Едва закончилось заседание совета, как Генрих отправил Джорджа назад во Францию, где они с Норфлком должны были снова попытаться убедить Франциска отменить встречу с папой. В случае неудачи Джорджу было предписано вместе с коллегами бойкотировать переговоры и вернуться домой. Настолько велико было нетерпение Генриха и желание все держать под контролем, что он готов был скорее пожертвовать дипломатическими связями, чем допустить сомнительный исход переговоров. С этой мыслью он направил делегацию послов в Рим с указанием обжаловать действия папы во Вселенском соборе. Папа Климент расценил этот шаг как тяжелейшее оскорбление. Отныне путей к отступлению не было25.
Встреча Норфолка с Франциском состоялась в середине августа в Монпелье. Король Франции отказался изменить свое решение по поводу переговоров с папой и посоветовал герцогу в нарушение указаний Генриха присутствовать на встрече, объясняя это тем, что такое проявление неповиновения английскому монарху может смягчить папу. Франциск требовал невозможного. Норфолк медлил с ответом еще два дня, но потом сказал, что получил срочные распоряжения вернуться и не осмеливается ослушаться26.
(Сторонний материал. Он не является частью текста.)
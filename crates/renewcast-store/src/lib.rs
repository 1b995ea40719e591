//! Injected collaborators for the estimator: the read-only subscription
//! store and the TTL estimate cache.

pub mod cache;
pub mod error;
pub mod subscriptions;

pub use cache::{EstimateCache, MemoryCache, NoopCache};
pub use error::StoreError;
pub use subscriptions::{SqliteSubscriptionStore, SubscriptionStore};
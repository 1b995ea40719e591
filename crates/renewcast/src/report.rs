//! Dashboard rendering: two fixed two-column tables, one per metric, with
//! window labels on the left and values on the right.

use renewcast_estimator::{EstimateError, Estimator};
use renewcast_models::Window;

pub const SALES_TITLE: &str = "Upcoming Recurring Sales";
pub const REVENUE_TITLE: &str = "Upcoming Recurring Revenue";

/// Render both dashboard tables as text.
pub async fn render_dashboard(estimator: &Estimator) -> Result<String, EstimateError> {
    let mut sales_rows = Vec::with_capacity(Window::ALL.len());
    let mut revenue_rows = Vec::with_capacity(Window::ALL.len());
    for window in Window::ALL {
        sales_rows.push((window.label(), estimator.sales(window).await?.to_string()));
        revenue_rows.push((window.label(), estimator.revenue(window).await?));
    }

    let mut out = render_table(SALES_TITLE, &sales_rows);
    out.push('\n');
    out.push_str(&render_table(REVENUE_TITLE, &revenue_rows));
    Ok(out)
}

/// Render the 18 estimates as a JSON object keyed by metric and window tag.
pub async fn dashboard_json(estimator: &Estimator) -> Result<serde_json::Value, EstimateError> {
    let mut sales = serde_json::Map::new();
    let mut revenue = serde_json::Map::new();
    for window in Window::ALL {
        sales.insert(
            window.tag().to_string(),
            estimator.sales(window).await?.into(),
        );
        revenue.insert(
            window.tag().to_string(),
            estimator.revenue(window).await?.into(),
        );
    }
    Ok(serde_json::json!({ "sales": sales, "revenue": revenue }))
}

fn render_table(title: &str, rows: &[(&str, String)]) -> String {
    let label_width = rows.iter().map(|(label, _)| label.len()).max().unwrap_or(0);
    let value_width = rows.iter().map(|(_, value)| value.len()).max().unwrap_or(0);
    let rule_width = title.len().max(label_width + value_width + 2);

    let mut out = String::new();
    out.push_str(title);
    out.push('\n');
    out.push_str(&"-".repeat(rule_width));
    out.push('\n');
    for (label, value) in rows {
        out.push_str(&format!("{label:<label_width$}  {value:>value_width$}\n"));
    }
    out
}
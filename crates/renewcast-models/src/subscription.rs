use std::fmt;

use chrono::NaiveDateTime;
use rust_decimal::Decimal;
use serde::{Deserialize, Serialize};

/// Timestamp format used in the subscriptions table (`created`, `expiration`).
/// Lexicographic order matches chronological order, so range predicates can
/// compare the TEXT column directly.
pub const SQL_DATETIME_FORMAT: &str = "%Y-%m-%d %H:%M:%S";

/// Lifecycle states of a subscription. Only `Active` rows count toward
/// upcoming sales/revenue aggregates.
#[derive(Debug, Clone, Copy, Serialize, Deserialize, PartialEq, Eq, Hash)]
#[serde(rename_all = "snake_case")]
pub enum SubscriptionStatus {
    Pending,
    Active,
    Cancelled,
    Expired,
    Trialling,
    Failing,
    Completed,
}

impl SubscriptionStatus {
    pub fn as_str(&self) -> &'static str {
        match self {
            SubscriptionStatus::Pending => "pending",
            SubscriptionStatus::Active => "active",
            SubscriptionStatus::Cancelled => "cancelled",
            SubscriptionStatus::Expired => "expired",
            SubscriptionStatus::Trialling => "trialling",
            SubscriptionStatus::Failing => "failing",
            SubscriptionStatus::Completed => "completed",
        }
    }
}

impl fmt::Display for SubscriptionStatus {
    fn fmt(&self, f: &mut fmt::Formatter<'_>) -> fmt::Result {
        f.write_str(self.as_str())
    }
}

/// The schema this component expects of the shared subscriptions table.
///
/// The billing pipeline owns and writes this table; renewcast only reads it.
///
/// ```sql
/// CREATE TABLE IF NOT EXISTS subscriptions (
///     id               INTEGER PRIMARY KEY,
///     customer_id      INTEGER NOT NULL,
///     product_id       INTEGER NOT NULL,
///     period           TEXT NOT NULL,
///     initial_amount   NUMERIC NOT NULL,
///     recurring_amount NUMERIC NOT NULL,
///     created          TEXT NOT NULL,
///     expiration       TEXT NOT NULL,
///     status           TEXT NOT NULL
/// );
/// ```
pub const SUBSCRIPTIONS_TABLE_DDL: &str = "\
CREATE TABLE IF NOT EXISTS subscriptions (
    id               INTEGER PRIMARY KEY,
    customer_id      INTEGER NOT NULL,
    product_id       INTEGER NOT NULL,
    period           TEXT NOT NULL,
    initial_amount   NUMERIC NOT NULL,
    recurring_amount NUMERIC NOT NULL,
    created          TEXT NOT NULL,
    expiration       TEXT NOT NULL,
    status           TEXT NOT NULL
);
CREATE INDEX IF NOT EXISTS idx_subscriptions_expiration ON subscriptions(expiration);
CREATE INDEX IF NOT EXISTS idx_subscriptions_status ON subscriptions(status);
";

/// A subscription row as the billing pipeline writes it.
#[derive(Debug, Clone, Serialize, Deserialize, PartialEq)]
pub struct Subscription {
    pub id: i64,
    pub customer_id: i64,
    pub product_id: i64,
    /// Billing period, e.g. "month" or "year".
    pub period: String,
    pub initial_amount: Decimal,
    pub recurring_amount: Decimal,
    pub created: NaiveDateTime,
    pub expiration: NaiveDateTime,
    pub status: SubscriptionStatus,
}
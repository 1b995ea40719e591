use thiserror::Error;

#[derive(Error, Debug)]
pub enum StoreError {
    #[error("SQLite error: {0}")]
    Sqlite(#[from] rusqlite::Error),

    #[error("amount conversion error: {0}")]
    Amount(String),

    #[error("store not available: {0}")]
    Unavailable(String),
}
Когда 30 августа Норфолк вернулся в Лондон ни с чем, Анна осознала необходимость тщательного пересмотра профранцузской политики. Тем не менее она не видела причин, чтобы впадать в панику и сомневаться в прочности их отношений с Генрихом. Напротив, она казалась спокойнее, чем когда бы то ни было. По словам Джорджа Тейлора, назначенного главным сборщиком податей с владений, перешедших к Анне от Екатерины, супруги «пребывали в добром здравии и в самом веселом расположении духа, в каком мне только доводилось их видеть»27. То же подтверждают сэр Джон Рассел и Ричард Пейдж, внимательно наблюдавшие за жизнью королевской четы: «Его Величество король весел и в добром здравии, и я никогда не видел его в столь веселом расположении духа, как сейчас»28. Приняв решение бойкотировать встречу с папой, Генрих отказался признавать его декрет об отлучении от церкви и весьма резко высказывался об этом документе: «На все требования аннулировать или отложить все то, что свершилось здесь, будь то брак, акт парламента, решение суда или провозглашение, нам есть что сказать, и мы говорим и будем всеми способами и средствами говорить “нет”, и это “нет” будет произнесено так, чтобы его услышал весь мир и осознал папа римский»29.